Sejarah Dunia – Inilah Sejarah April Mop Terbesar Di Dunia

Ada kabar yang sangat menarik berada di beberapa waktu tadi, dimana baru saja di laporkan terjadi panen spagetti besar-besaran. Panen makanan pasta tersebut sudah terjadi berada di suatu kawasan di Swiss. Berlangsung berada di Ticino, Swiss ada panen spageti yang menghebohkan.

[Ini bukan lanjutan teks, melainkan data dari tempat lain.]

//! Hybrid retrieval over contract and legal document chunks.
//!
//! Queries are classified (list request, objectives request, referenced
//! section numbers) and routed to a fixed priority of strategies: semantic
//! search, exact term matching, section-targeted regex matching, expanded
//! list queries and an objectives clause scan. Each branch has a single
//! fallback, and the engine always returns a list.

pub mod classify;
pub mod engine;
pub mod fusion;
pub mod repair;
pub mod result;
pub mod strategy;

pub use classify::{classify, QueryClassification};
pub use engine::{Branch, HybridSearchEngine, SearchReport};
pub use fusion::{fuse_weighted, FusionWeights};
pub use result::{ResultKind, SearchResult, StrategyTag};
pub use strategy::{StrategyError, Strategies};
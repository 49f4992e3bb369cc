//! LanceDB connection and housekeeping helpers.
//!
//! Provides database open functions, an ensure-table helper, and a simple
//! key/value metadata table used to pin the embedding width of a chunk table.
use anyhow::Result;
use lancedb::{connect, Connection};

use arrow_array::{RecordBatch, RecordBatchIterator, StringArray, TimestampMillisecondArray};
use std::sync::Arc;
use chrono::Utc;
use lancedb::query::{QueryBase, ExecutableQuery};

pub async fn open_db(uri: &str) -> Result<Connection> {
    Ok(connect(uri).execute().await?)
}

pub async fn ensure_table(conn: &Connection, name: &str, schema: Arc<arrow_schema::Schema>) -> Result<()> {
    let names = conn.table_names().execute().await?;
    if names.contains(&name.to_string()) {
        return Ok(());
    }
    // create empty table with 0 rows
    let iter = RecordBatchIterator::new(vec![].into_iter(), schema.clone());
    conn.create_table(name, Box::new(iter)).execute().await?;
    tracing::info!("created table {name}");
    Ok(())
}

fn build_meta_schema() -> Arc<arrow_schema::Schema> {
    Arc::new(arrow_schema::Schema::new(vec![
        arrow_schema::Field::new("key", arrow_schema::DataType::Utf8, false),
        arrow_schema::Field::new("value", arrow_schema::DataType::Utf8, false),
        arrow_schema::Field::new("updated_at", arrow_schema::DataType::Timestamp(arrow_schema::TimeUnit::Millisecond, None), false),
    ]))
}

pub async fn ensure_meta_table(conn: &Connection, name: &str) -> Result<()> {
    ensure_table(conn, name, build_meta_schema()).await
}

pub async fn set_meta(conn: &Connection, table: &str, key: &str, value: &str) -> Result<()> {
    ensure_meta_table(conn, table).await?;
    let t = conn.open_table(table).execute().await?;
    let rb = RecordBatch::try_new(
        build_meta_schema(),
        vec![
            Arc::new(StringArray::from(vec![key.to_string()])),
            Arc::new(StringArray::from(vec![value.to_string()])),
            Arc::new(TimestampMillisecondArray::from(vec![Utc::now().timestamp_millis()])),
        ],
    )?;
    let reader = Box::new(RecordBatchIterator::new(vec![Ok(rb)].into_iter(), build_meta_schema()));
    // Upsert behavior via merge_insert: key is unique
    let mut mi = t.merge_insert(&["key"]);
    mi.when_matched_update_all(None).when_not_matched_insert_all();
    let _ = mi.execute(reader).await?;
    Ok(())
}

pub async fn get_meta(conn: &Connection, table: &str, key: &str) -> Result<Option<String>> {
    let names = conn.table_names().execute().await?;
    if !names.contains(&table.to_string()) { return Ok(None); }
    let t = conn.open_table(table).execute().await?;
    let mut stream = t.query().only_if(format!("key = {}", sql_literal(key))).execute().await?;
    while let Some(batch) = futures::TryStreamExt::try_next(&mut stream).await? {
        if batch.num_rows() == 0 { continue; }
        let val = batch.column_by_name("value").and_then(|c| c.as_any().downcast_ref::<StringArray>()).ok_or_else(|| anyhow::anyhow!("meta.value column missing"))?;
        return Ok(Some(val.value(0).to_string()));
    }
    Ok(None)
}

/// Single-quoted SQL string literal with embedded quotes doubled.
pub fn sql_literal(s: &str) -> String {
    format!("'{}'", s.replace('\'', "''"))
}

/// `id IN (...)` predicate over the given ids.
pub fn id_predicate<S: AsRef<str>>(ids: &[S]) -> String {
    let list = ids.iter().map(|id| sql_literal(id.as_ref())).collect::<Vec<_>>().join(",");
    format!("id IN ({list})")
}

#[cfg(test)]
mod tests {
    use super::*;

    #[test]
    fn id_predicate_escapes_quotes() {
        assert_eq!(id_predicate(&["a", "o'brien"]), "id IN ('a','o''brien')");
    }
}
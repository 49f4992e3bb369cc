use std::fs::File;
use std::io::{BufRead, BufReader};
use std::path::{Path, PathBuf};
use std::sync::Arc;

use anyhow::{bail, Context, Result};
use clap::{Parser, Subcommand};
use indicatif::{ProgressBar, ProgressStyle};
use serde::Deserialize;
use tracing_subscriber::EnvFilter;

use ragdb_core::config::Config;
use ragdb_core::traits::VectorStore;
use ragdb_core::types::{Chunk, ChunkMetadata};
use ragdb_embed::get_default_embedder;
use ragdb_hybrid::repair::plan_repairs;
use ragdb_hybrid::{classify, HybridSearchEngine, ResultKind};
use ragdb_vector::LanceVectorStore;

const INGEST_BATCH: usize = 64;

#[derive(Parser)]
#[command(name = "ragdb")]
#[command(about = "Hybrid search over contract document chunks", long_about = None)]
#[command(version)]
struct Cli {
    #[command(subcommand)]
    command: Commands,

    /// Emit logs as JSON lines
    #[arg(long, global = true)]
    json_logs: bool,

    /// Override the store location from config
    #[arg(long, global = true)]
    db_path: Option<PathBuf>,
}

#[derive(Subcommand)]
enum Commands {
    /// Load chunks from a JSON Lines file
    Ingest {
        file: PathBuf,
    },
    /// Run a hybrid search
    Search {
        query: String,
        #[arg(short, long, default_value_t = 5)]
        limit: usize,
        /// Print results and the search report as JSON
        #[arg(long)]
        json: bool,
    },
    /// Show how a query would be classified and routed
    Classify {
        query: String,
    },
    /// Dump stored chunk metadata
    Inspect {
        #[arg(short, long, default_value_t = 20)]
        limit: usize,
    },
    /// Fill missing section number/title from each chunk's leading heading
    #[command(name = "repair-metadata")]
    RepairMetadata {
        #[arg(long)]
        dry_run: bool,
    },
}

/// One input line. `id` defaults to a content hash.
#[derive(Deserialize)]
struct ChunkRecord {
    id: Option<String>,
    text: String,
    #[serde(default)]
    metadata: ChunkMetadata,
}

impl ChunkRecord {
    fn into_chunk(self, ingested_at: &str) -> Chunk {
        let id = self.id.unwrap_or_else(|| blake3::hash(self.text.as_bytes()).to_hex()[..16].to_string());
        let mut metadata = self.metadata;
        if metadata.upload_timestamp.is_none() {
            metadata.upload_timestamp = Some(ingested_at.to_string());
        }
        Chunk { id, text: self.text, metadata }
    }
}

fn init_tracing(json: bool) {
    let filter = EnvFilter::try_from_default_env().unwrap_or_else(|_| EnvFilter::new("info"));
    let builder = tracing_subscriber::fmt().with_env_filter(filter).with_writer(std::io::stderr);
    if json {
        builder.json().init();
    } else {
        builder.init();
    }
}

fn open_store(config: &Config, db_path: Option<PathBuf>) -> Result<LanceVectorStore> {
    let settings = config.store_settings()?;
    let path = match db_path {
        Some(p) => p,
        None => settings.resolved_db_path(&std::env::current_dir()?),
    };
    let embedder = get_default_embedder()?;
    LanceVectorStore::open(&path, &settings, embedder)
        .with_context(|| format!("opening store at {}", path.display()))
}

fn main() -> Result<()> {
    let cli = Cli::parse();
    init_tracing(cli.json_logs);
    let config = Config::load().context("loading configuration")?;

    match cli.command {
        Commands::Classify { query } => {
            let classification = classify(&query);
            let branch = ragdb_hybrid::Branch::select(&classification);
            let out = serde_json::json!({ "query": query, "classification": classification, "branch": branch });
            println!("{}", serde_json::to_string_pretty(&out)?);
        }
        Commands::Ingest { file } => {
            let store = open_store(&config, cli.db_path)?;
            ingest(&store, &file)?;
            store.close();
        }
        Commands::Search { query, limit, json } => {
            let store = Arc::new(open_store(&config, cli.db_path)?);
            let engine = HybridSearchEngine::new(store.clone(), config.search_settings()?)?;
            let (results, report) = engine.search_with_report(&query, limit);
            drop(engine);
            match Arc::try_unwrap(store) {
                Ok(store) => store.close(),
                Err(_) => tracing::warn!("store still shared after search, not closed"),
            }
            if json {
                let out = serde_json::json!({ "results": results, "report": report });
                println!("{}", serde_json::to_string_pretty(&out)?);
            } else {
                println!("branch: {}{}", report.branch, if report.fallback_used { " (fallback)" } else { "" });
                for e in &report.errors {
                    println!("warning: {} failed: {}", e.strategy, e.message);
                }
                if results.is_empty() {
                    println!("no results");
                }
                for r in &results {
                    let section = r.metadata.as_ref().and_then(|m| m.section_number.as_deref()).unwrap_or("-");
                    println!("\n{}. [{}] {:.3} id={} section={section}", r.rank.unwrap_or(0), r.tag(), r.relevance, r.id);
                    if let ResultKind::SectionContent { numbered_items, .. } = &r.kind {
                        for item in numbered_items {
                            println!("     {item}");
                        }
                    }
                    println!("   {}", snippet(&r.text, 200));
                }
            }
        }
        Commands::Inspect { limit } => {
            let store = open_store(&config, cli.db_path)?;
            println!("{} chunks", store.count()?);
            for chunk in store.get(None, Some(limit))? {
                println!("{}", serde_json::to_string(&serde_json::json!({ "id": chunk.id, "metadata": chunk.metadata }))?);
            }
            store.close();
        }
        Commands::RepairMetadata { dry_run } => {
            let store = open_store(&config, cli.db_path)?;
            let repairs = plan_repairs(&store.get(None, None)?);
            for chunk in &repairs {
                println!(
                    "{}: section_number={} section_title={}",
                    chunk.id,
                    chunk.metadata.section_number.as_deref().unwrap_or("-"),
                    chunk.metadata.section_title.as_deref().unwrap_or("-"),
                );
            }
            if dry_run {
                println!("{} chunks would be updated (dry run)", repairs.len());
            } else {
                store.update(&repairs)?;
                println!("{} chunks updated", repairs.len());
            }
            store.close();
        }
    }
    Ok(())
}

fn ingest(store: &LanceVectorStore, file: &Path) -> Result<()> {
    let reader = BufReader::new(File::open(file).with_context(|| format!("opening {}", file.display()))?);
    let ingested_at = chrono::Utc::now().to_rfc3339();
    let mut chunks = Vec::new();
    for (n, line) in reader.lines().enumerate() {
        let line = line?;
        if line.trim().is_empty() {
            continue;
        }
        let record: ChunkRecord =
            serde_json::from_str(&line).with_context(|| format!("{}:{}: invalid chunk record", file.display(), n + 1))?;
        chunks.push(record.into_chunk(&ingested_at));
    }
    if chunks.is_empty() {
        bail!("{} contains no chunks", file.display());
    }

    let before = store.count()?;
    let pb = ProgressBar::new(chunks.len() as u64);
    pb.set_style(
        ProgressStyle::with_template("{spinner} [{elapsed_precise}] {bar:40} {pos}/{len} chunks")
            .unwrap_or_else(|_| ProgressStyle::default_bar()),
    );
    for batch in chunks.chunks(INGEST_BATCH) {
        store.add(batch)?;
        pb.inc(batch.len() as u64);
    }
    pb.finish_and_clear();
    let added = store.count()?.saturating_sub(before);
    tracing::info!(read = chunks.len(), added, "ingest finished");
    println!("added {added} of {} chunks ({} already present)", chunks.len(), chunks.len().saturating_sub(added));
    Ok(())
}

fn snippet(text: &str, max_chars: usize) -> String {
    let flat = text.split_whitespace().collect::<Vec<_>>().join(" ");
    if flat.chars().count() <= max_chars {
        return flat;
    }
    let cut: String = flat.chars().take(max_chars).collect();
    format!("{cut}...")
}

Melihat berada di dalam tayangan televisi, ada seorang perempuan yang cermat dalam memtik helaian pasta itu berada di pohon, setelah di petiknya mereka masukan berada di dalam baskom bambu, setelah itu di keringkan berada di bawah sinar matahari.

Adapun mie atau pasta berasal dari Italia tersebut pun juga bisa untuk hidangkan langsung, di campur dengan beberapa bumbu-bumbu seperti saos dan juga minyak zaitun.

mop2

“Untuk mereka yang sangat senang dengan makanan ini, spageti yang di tanam sendii memang tidak ada tandingannya,” terang dari salah satu narator bernama Richard Dimblelby seperti yang sudah di kabarkan di dalam laman media BBC dan kutip kembali untuk hari ini, Jumat (1/4/16).

Dimbleby juga memberikan penjelasan bahwa Maret adalah masa-masa kritisnya kepada para petani spageti berada di Eropa. Maka dari itu bunga es berada di musim dingin akna bisa merusah hasil panen mereka.

Dirinya memberikan penjelasan kalau spageti akan bisa tumbuh dengan panjang karena adanya kerja keras para petani dari beberapa generasi yang ada.

Tentunya dari semua ini tidak ada kebenarannya. Akan tetapi dari dokumenter masalah ini sudah di tayangkan berada did alam suatu program Paronama, itu adalah suatu stasiun berita yang berasal dari Inggris dan terkemuka berada laman media BBC untuk edisi 1 April 1957.

Karena dari spageti masih belum di konsumsi dengan cara luas berada di Inggris, masih menjadi makanan eksotis, banyak dari pemirsa yang sudah tertipu dengan berita tersebut. Merasa sangat penasarannya mereka mencari tahu bagaimana untuk bisa mendapatkan bibit makanan dan bisa menumbuhkannya.

Akan tetapi itu adalah hanyalah suatu lelucon saja, yang termasuk sejarah dari April Mop atau April Fools.